To date, there are only very few reports (34–36) providing high-resolution information on both the secondary structure and backbone dynamics of soluble aggregates in the absence of stabilizing detergents. Characterization of both the dynamics and conformation of soluble aggregates is important to better understand their solution behavior and potential pathogenicity.
Here, we focus on the secondary structure and backbone dynamics of a model soluble nonfibrillar protein aggregate by high-resolution NMR in the absence of any detergents or cosolvents. Apomyoglobin (apoMb; see Fig. 1) from sperm whale is an excellent example of a globular monomeric protein that undergoes aggregation under particular conditions. This protein is well characterized and has been extensively employed as a model α-helical fold in a large variety of biophysical studies. While full-length native apoMb lacks any elements of β-strand secondary structure, C-terminal truncation results in a loss of the ability to fold, and in oligomerization accompanied by β-strand formation (37). Additionally, even full-length apoMb has been reported to display a tendency to aggregate under both nonnative (22) and nativelike (26) conditions. The apomyoglobin amino-acid sequence is capable of forming species of various association states bearing either nativelike or nonnative secondary structure, depending upon environmental conditions and the presence or absence of its C-terminal residues (26).
The 1-119 fragment of apoMb studied in this work (apoMb119, Fig. 1) lacks only the C-terminal helix, and forms water-soluble aggregates of low oligomeric state (37) with up to 18% nonnative β-strand secondary structure. Preliminary NMR characterization of ApoMb119 done in the absence of any specific resonance assignments focused on the general effect of molecular chaperones on the fragment's solubility (39). The low NMR chemical shift dispersion in the proton dimension of the apoMb119 1H, 15N-HSQC indicates that the residues corresponding to the detectable resonances have a globally unfolded conformation in solution. ApoMb119 resonance intensities increase significantly upon addition of an Hsp70 chaperone analog, supporting the fact that apoMb119 interacts with the chaperone (39).
The soluble apoMb119 aggregates are not fibrillogenic and do not display any significant thioflavin T binding at approximately neutral pH (37). Upon increasing the pH or further chain truncation, however, extended structures characterized by intense thioflavin T fluorescence are formed (37).

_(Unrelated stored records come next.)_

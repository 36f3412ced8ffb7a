//! Hypothetical question metadata.
//!
//! Each chunk gets up to three synthetic questions that a user plausibly
//! answers with this chunk; embedding them alongside the content improves
//! retrieval matching for question-shaped queries. Generation is rule-based
//! and deterministic — the same chunk and tag always yield the same list —
//! keyed by the closed [`DocumentFamily`] so every type has exactly one
//! strategy.

use once_cell::sync::Lazy;
use regex::Regex;
use serde::{Deserialize, Serialize};
use serde_json::{Value, json};

use crate::doctype::{DocumentFamily, DocumentType};
use crate::types::{EmittedChunk, MetadataMap};

/// Cap on questions attached to one chunk.
pub const MAX_QUESTIONS: usize = 3;

static CAPITALIZED_PHRASE: Lazy<Regex> =
    Lazy::new(|| Regex::new(r"\b[A-Z][a-z]+(?:\s+[A-Z][a-z]+)+\b").expect("valid regex"));
static ACRONYM: Lazy<Regex> =
    Lazy::new(|| Regex::new(r"\b[A-Z]{2,6}\b").expect("valid regex"));

/// Architecture/security terms recognized in pattern and guide documents.
///
/// Externally overridable data: replace the list to tune question generation
/// for a different corpus.
#[derive(Clone, Debug, Serialize, Deserialize)]
pub struct QuestionVocabulary {
    pub pattern_terms: Vec<String>,
}

impl Default for QuestionVocabulary {
    fn default() -> Self {
        Self {
            pattern_terms: [
                "zero trust",
                "dmz",
                "defense in depth",
                "segmentation",
                "micro-segmentation",
                "network isolation",
                "perimeter security",
                "firewall",
                "intrusion detection",
                "intrusion prevention",
                "load balancer",
                "proxy",
                "gateway",
            ]
            .into_iter()
            .map(str::to_string)
            .collect(),
        }
    }
}

/// Rule-based question generator.
#[derive(Clone, Debug, Default)]
pub struct QuestionGenerator {
    vocabulary: QuestionVocabulary,
}

impl QuestionGenerator {
    pub fn new(vocabulary: QuestionVocabulary) -> Self {
        Self { vocabulary }
    }

    /// Generate up to [`MAX_QUESTIONS`] deduplicated questions for a chunk.
    pub fn generate(
        &self,
        text: &str,
        metadata: &MetadataMap,
        doc_type: DocumentType,
    ) -> Vec<String> {
        let raw = match doc_type.family() {
            DocumentFamily::Control => control_questions(text, metadata),
            DocumentFamily::PatternGuide => self.pattern_questions(text, doc_type),
            DocumentFamily::Framework => framework_questions(metadata, doc_type),
            DocumentFamily::QueryPattern => query_pattern_questions(text),
            DocumentFamily::Generic => generic_questions(text, metadata),
        };
        dedup_capped(raw)
    }

    fn pattern_questions(&self, text: &str, doc_type: DocumentType) -> Vec<String> {
        let mut questions = Vec::new();
        let lowered = text.to_lowercase();

        match doc_type {
            DocumentType::SecurityPattern => {
                let keywords = self.key_terms(text);
                for keyword in keywords.iter().take(2) {
                    questions.push(format!("How do I implement {keyword}?"));
                    questions.push(format!("What are the best practices for {keyword}?"));
                }
                questions.push("What security patterns should I use?".to_string());
                if lowered.contains("zero trust") {
                    questions.push("How do I implement zero trust architecture?".to_string());
                }
                if lowered.contains("dmz") {
                    questions.push("How should I configure my DMZ?".to_string());
                }
            }
            DocumentType::PositioningGuide => {
                questions.push("Where should I position security devices?".to_string());
                questions.push("What are the best practices for device placement?".to_string());
            }
            DocumentType::ZoneGuide => {
                questions.push("How should I segment network zones?".to_string());
                questions.push("What are the security zone requirements?".to_string());
            }
            DocumentType::GroupingGuide => {
                questions.push("How should I group devices?".to_string());
                questions.push("What are device grouping best practices?".to_string());
            }
            DocumentType::SegmentationGuide => {
                questions.push("How do I segment my network?".to_string());
                questions.push("What are network segmentation strategies?".to_string());
            }
            _ => {}
        }
        questions
    }

    /// Vocabulary terms found in the text, then capitalized phrases, then
    /// acronyms; at most five.
    fn key_terms(&self, text: &str) -> Vec<String> {
        let lowered = text.to_lowercase();
        let mut terms: Vec<String> = self
            .vocabulary
            .pattern_terms
            .iter()
            .filter(|term| lowered.contains(term.as_str()))
            .cloned()
            .collect();
        terms.extend(extracted_terms(text));
        terms.truncate(5);
        terms
    }
}
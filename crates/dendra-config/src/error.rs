//! Error types for profile operations.

use std::path::PathBuf;
use thiserror::Error;

/// Errors that can occur while loading, saving, or validating profiles.
#[derive(Debug, Error)]
pub enum ConfigError {
    /// A profile file could not be read.
    #[error("cannot read profile '{path}': {source}")]
    ReadFile {
        /// The profile path.
        path: PathBuf,
        /// Underlying I/O error.
        #[source]
        source: std::io::Error,
    },

    /// A profile file could not be written.
    #[error("cannot write profile '{path}': {source}")]
    WriteFile {
        /// The profile path.
        path: PathBuf,
        /// Underlying I/O error.
        #[source]
        source: std::io::Error,
    },

    /// The directory holding a profile could not be created.
    #[error("cannot create profile directory '{path}': {source}")]
    CreateDir {
        /// The directory path.
        path: PathBuf,
        /// Underlying I/O error.
        #[source]
        source: std::io::Error,
    },

    /// Profile TOML is malformed or holds mistyped values.
    #[error("invalid profile TOML: {0}")]
    TomlParse(#[from] toml::de::Error),

    /// A profile could not be rendered as TOML.
    #[error("cannot serialize profile: {0}")]
    TomlSerialize(#[from] toml::ser::Error),

    /// Neither a factory profile nor a readable file.
    #[error("profile not found: {0}")]
    ProfileNotFound(String),

    /// The profile's options contradict each other.
    #[error("validation failed: {0}")]
    Validation(#[from] crate::validation::ValidationError),
}

impl ConfigError {
    pub(crate) fn read_file(path: impl Into<PathBuf>, source: std::io::Error) -> Self {
        ConfigError::ReadFile {
            path: path.into(),
            source,
        }
    }

    pub(crate) fn write_file(path: impl Into<PathBuf>, source: std::io::Error) -> Self {
        ConfigError::WriteFile {
            path: path.into(),
            source,
        }
    }

    pub(crate) fn create_dir(path: impl Into<PathBuf>, source: std::io::Error) -> Self {
        ConfigError::CreateDir {
            path: path.into(),
            source,
        }
    }
}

The high-resolution analysis of the secondary structure and backbone dynamics of the soluble apoMb119 aggregate presented here shows that the NMR-detectable C-terminal portion of the chain is highly dynamic (picosecond-to-nanosecond timescale) with some residual helicity. On the other hand, the hydrophobic N-terminal region does not give rise to any detectable NMR signal, suggesting that the apoMb119 aggregate has a slow-tumbling core, possibly undergoing some internal conformational exchange on the microsecond-to-millisecond timescale. In summary, this study provides a high-resolution glimpse at the conformation and backbone motions of the model soluble aggregate apoMb119 in solution.
Materials and Methods
Expression and purification of apoMb119 and DnaK-β
Uniformly 15N-labeled apoMb119 was overexpressed in Escherichia coli in M9 minimal medium containing 15N-NH4Cl and purified by reverse phase high-performance liquid chromatography as described (37,39).
Cell growth and purification of the unlabeled DnaK-β chaperone (the substrate-binding domain of DnaK) was carried out as described (39). DnaK-β was refolded by slow dropwise addition of the purified chaperone into an excess of 10 mM sodium acetate adjusted to pH 6.0 under gentle stirring.
NMR sample preparation and chaperone-binding titration
ApoMb119 NMR samples at pH 6.0 were prepared from concentrated stock solutions of 15N-labeled apoMb119 at pH 2.5, which were diluted to 300 μM in 20 mM sodium acetate, 5 mM KCl, and 5% D2O. The pH of the resulting solution was adjusted to 6.0 with 0.1 M KOH. The samples containing apoMb119 and DnaK-β at pH 6.0 were prepared as above, except that the final solution also contained stoichiometric amounts of DnaK-β and the final concentration of both apoMb119 and DnaK-β was 100 μM. Such low concentration ensured that DnaK-β, which is not highly soluble, did not undergo any undesired aggregation before the addition of substrate. After mixing all components, the solution pH was adjusted to 6.0. All NMR samples were equilibrated overnight at 4°C before data acquisition.
The chaperone-binding titration was carried out as described in the Supporting Material.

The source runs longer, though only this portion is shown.